Very few of the work visas come with a spouse visa that allows you to work, for example h1b doesn't. Spouse visas are obviously dependent on you being married, so if anything happened marriage wise you'd either have to leave or find your own job/sponsorship.
And... Hague convention is a bitch. Once your children are ordinarily resident (time required varies but let's say 6 months or so), they come under the jurisdiction of where you move to. I'm intimately acquainted with this as my non-us citizen stbx is not allowing my us citizen DS to leave the USA. I've been told it wouldn't matter if DS was a non-us citizen, same rule would apply.
So, if at the end, he refuses, and I can't get a court (judge or jury) to agree I will either have to stay married at mercy of stbx indefinitely, divorce and leave country without DS, or try and find an employer who will sponsor me (most unlikely option).

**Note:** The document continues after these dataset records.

//! User onboarding and identity lookup

use rusqlite::{params, Connection, OptionalExtension};
use tracing::info;

use super::{is_unique_violation, parse_datetime, Database};
use crate::error::{Error, Result};
use crate::models::{NewUser, User};

impl Database {
    /// Create a user. Fails with `DuplicateIdentity` if the external identity exists.
    pub fn create_user(&self, user: &NewUser) -> Result<i64> {
        let id = self.with_transaction(|tx| insert_user(tx, user))?;
        info!(parent: self.span(), user_id = id, "Created user");
        Ok(id)
    }

    /// Resolve the surrogate user id for an external identity
    pub fn resolve_user_id(&self, external_identity: i64) -> Result<Option<i64>> {
        self.with_conn(|conn| resolve_user_id(conn, external_identity))
    }

    /// Get a user by external identity
    pub fn get_user(&self, external_identity: i64) -> Result<Option<User>> {
        let conn = self.conn()?;
        let user = conn
            .query_row(
                "SELECT id, name, last_name, email, external_identity, created_at
                 FROM users WHERE external_identity = ?",
                params![external_identity],
                |row| {
                    let created_at_str: String = row.get(5)?;
                    Ok(User {
                        id: row.get(0)?,
                        name: row.get(1)?,
                        last_name: row.get(2)?,
                        email: row.get(3)?,
                        external_identity: row.get(4)?,
                        created_at: parse_datetime(&created_at_str),
                    })
                },
            )
            .optional()?;
        Ok(user)
    }
}

fn clean(value: &Option<String>) -> Option<&str> {
    value.as_deref().map(str::trim).filter(|v| !v.is_empty())
}

pub(crate) fn insert_user(conn: &Connection, user: &NewUser) -> Result<i64> {
    conn.execute(
        "INSERT INTO users (name, last_name, email, external_identity) VALUES (?, ?, ?, ?)",
        params![
            clean(&user.name),
            clean(&user.last_name),
            clean(&user.email),
            user.external_identity
        ],
    )
    .map_err(|e| {
        if is_unique_violation(&e) {
            Error::DuplicateIdentity(user.external_identity)
        } else {
            Error::Database(e)
        }
    })?;
    Ok(conn.last_insert_rowid())
}

pub(crate) fn resolve_user_id(conn: &Connection, external_identity: i64) -> Result<Option<i64>> {
    let id = conn
        .query_row(
            "SELECT id FROM users WHERE external_identity = ?",
            params![external_identity],
            |row| row.get(0),
        )
        .optional()?;
    Ok(id)
}
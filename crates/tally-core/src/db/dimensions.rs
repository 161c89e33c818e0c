//! Category and currency dimension tables
//!
//! Both tables have the same shape (id, unique name), so the SQL is shared
//! and parameterized by [`Dimension`].

use rusqlite::{params, Connection, OptionalExtension};
use tracing::debug;

use super::{is_unique_violation, Database};
use crate::error::{Error, Result};
use crate::models::{Category, Currency};

#[derive(Debug, Clone, Copy, PartialEq, Eq)]
pub(crate) enum Dimension {
    Category,
    Currency,
}

impl Dimension {
    fn table(self) -> &'static str {
        match self {
            Dimension::Category => "categories",
            Dimension::Currency => "currencies",
        }
    }

    fn label(self) -> &'static str {
        match self {
            Dimension::Category => "category",
            Dimension::Currency => "currency",
        }
    }
}

impl Database {
    /// Find a category id by name
    pub fn lookup_category(&self, name: &str) -> Result<Option<i64>> {
        self.with_conn(|conn| lookup(conn, Dimension::Category, name))
    }

    /// Insert a new category, returning its id
    pub fn insert_category(&self, name: &str) -> Result<i64> {
        self.with_transaction(|tx| insert(tx, Dimension::Category, name))
    }

    /// Get the id of a category, creating it on first use
    pub fn lookup_or_insert_category(&self, name: &str) -> Result<i64> {
        self.with_transaction(|tx| lookup_or_insert(tx, Dimension::Category, name))
    }

    /// Find a currency id by name
    pub fn lookup_currency(&self, name: &str) -> Result<Option<i64>> {
        self.with_conn(|conn| lookup(conn, Dimension::Currency, name))
    }

    /// Insert a new currency, returning its id
    pub fn insert_currency(&self, name: &str) -> Result<i64> {
        self.with_transaction(|tx| insert(tx, Dimension::Currency, name))
    }

    /// Get the id of a currency, creating it on first use
    pub fn lookup_or_insert_currency(&self, name: &str) -> Result<i64> {
        self.with_transaction(|tx| lookup_or_insert(tx, Dimension::Currency, name))
    }

    /// List all categories by name
    pub fn list_categories(&self) -> Result<Vec<Category>> {
        let rows = self.with_conn(|conn| list(conn, Dimension::Category))?;
        Ok(rows
            .into_iter()
            .map(|(id, name)| Category { id, name })
            .collect())
    }

    /// List all currencies by name
    pub fn list_currencies(&self) -> Result<Vec<Currency>> {
        let rows = self.with_conn(|conn| list(conn, Dimension::Currency))?;
        Ok(rows
            .into_iter()
            .map(|(id, name)| Currency { id, name })
            .collect())
    }
}

/// Trim a dimension name and reject empty ones
pub(crate) fn normalize_name(dimension: Dimension, name: &str) -> Result<String> {
    let trimmed = name.trim();
    if trimmed.is_empty() {
        return Err(Error::InvalidName(format!(
            "{} name must not be empty",
            dimension.label()
        )));
    }
    Ok(trimmed.to_string())
}

pub(crate) fn lookup(conn: &Connection, dimension: Dimension, name: &str) -> Result<Option<i64>> {
    let name = normalize_name(dimension, name)?;
    let sql = format!("SELECT id FROM {} WHERE name = ?", dimension.table());
    let id = conn
        .query_row(&sql, params![name], |row| row.get(0))
        .optional()?;
    Ok(id)
}

pub(crate) fn insert(conn: &Connection, dimension: Dimension, name: &str) -> Result<i64> {
    let name = normalize_name(dimension, name)?;
    let sql = format!("INSERT INTO {} (name) VALUES (?)", dimension.table());
    conn.execute(&sql, params![name]).map_err(|e| {
        if is_unique_violation(&e) {
            Error::InvalidName(format!("{} '{}' already exists", dimension.label(), name))
        } else {
            Error::Database(e)
        }
    })?;
    let id = conn.last_insert_rowid();
    debug!(table = dimension.table(), id, name = %name, "Inserted dimension row");
    Ok(id)
}

pub(crate) fn lookup_or_insert(conn: &Connection, dimension: Dimension, name: &str) -> Result<i64> {
    match lookup(conn, dimension, name)? {
        Some(id) => Ok(id),
        None => insert(conn, dimension, name),
    }
}

fn list(conn: &Connection, dimension: Dimension) -> Result<Vec<(i64, String)>> {
    let sql = format!("SELECT id, name FROM {} ORDER BY name", dimension.table());
    let mut stmt = conn.prepare(&sql)?;
    let rows = stmt
        .query_map([], |row| Ok((row.get(0)?, row.get(1)?)))?
        .collect::<std::result::Result<Vec<_>, _>>()?;
    Ok(rows)
}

It's all shit. Unless you have a prenup or post up, and even then courts here may over ride in the "best interest of the child".

CloneClubSestra · 21/08/2017 04:47

Would I? Possibly. Don't know enough about your life to decide.

Make a list of your own life goals and plans and then the pros and cons of the US move and how it impacts your life. Then look at the pros and cons for your family (DH and children equally).

I was an expat for well over a decade and had children in a couple of different countries. It can be challenging and exhilarating moving countries. Was it a good decision? Absolutely! Would I do it again? If the offer was good, yes.

WiganPierre · 21/08/2017 05:19

I wouldn't if you paid me. We have got it so good here in the U.K.

DeliveredByKiki · 21/08/2017 05:30

We've been on the west coast for the last 5.5years

Not a huge amount to add to what's been said by people who live in the US but really so much depends on the kind of job and how much money you have (same considerations if you were moving to most places I imagine really)

RE holiday my DH was initially offfered 2weeks, negotiated 3 but after a year the company (tech start up that grew very quickly) decided to create unlimited PTO and give everyone 2 weeks over Christmas. They also give 2months paternity let alone maternity so it really depends on the company.

We live in a very expensive city but in tech jobs are paid incredibly well, DH would be on half the salary he is now in London and while our cost of living would be lower, it wouldn't be half.

Having said that I don't want to be here permanently, I miss home, I miss Europe, I have feeling so far away from the rest of the world.

Peanutbuttercheese · 21/08/2017 05:31

I wouldn't due to having dc, nothing to do with politics, food standards but what happens in a divorce situation.

On reflection I see what has haplenedd to my contempories with their relationships post 45. Only around 50% have survived.

Want2bSupermum · 21/08/2017 05:46

I live in North Jersey. Property taxes are insane at $15k for a smaller home and $23k for our bigger home. Food wise, we spend 1000 a month not including booze for a family of 5. We spend a lot on booze!!!

Really think through your move. It needs to be worth it.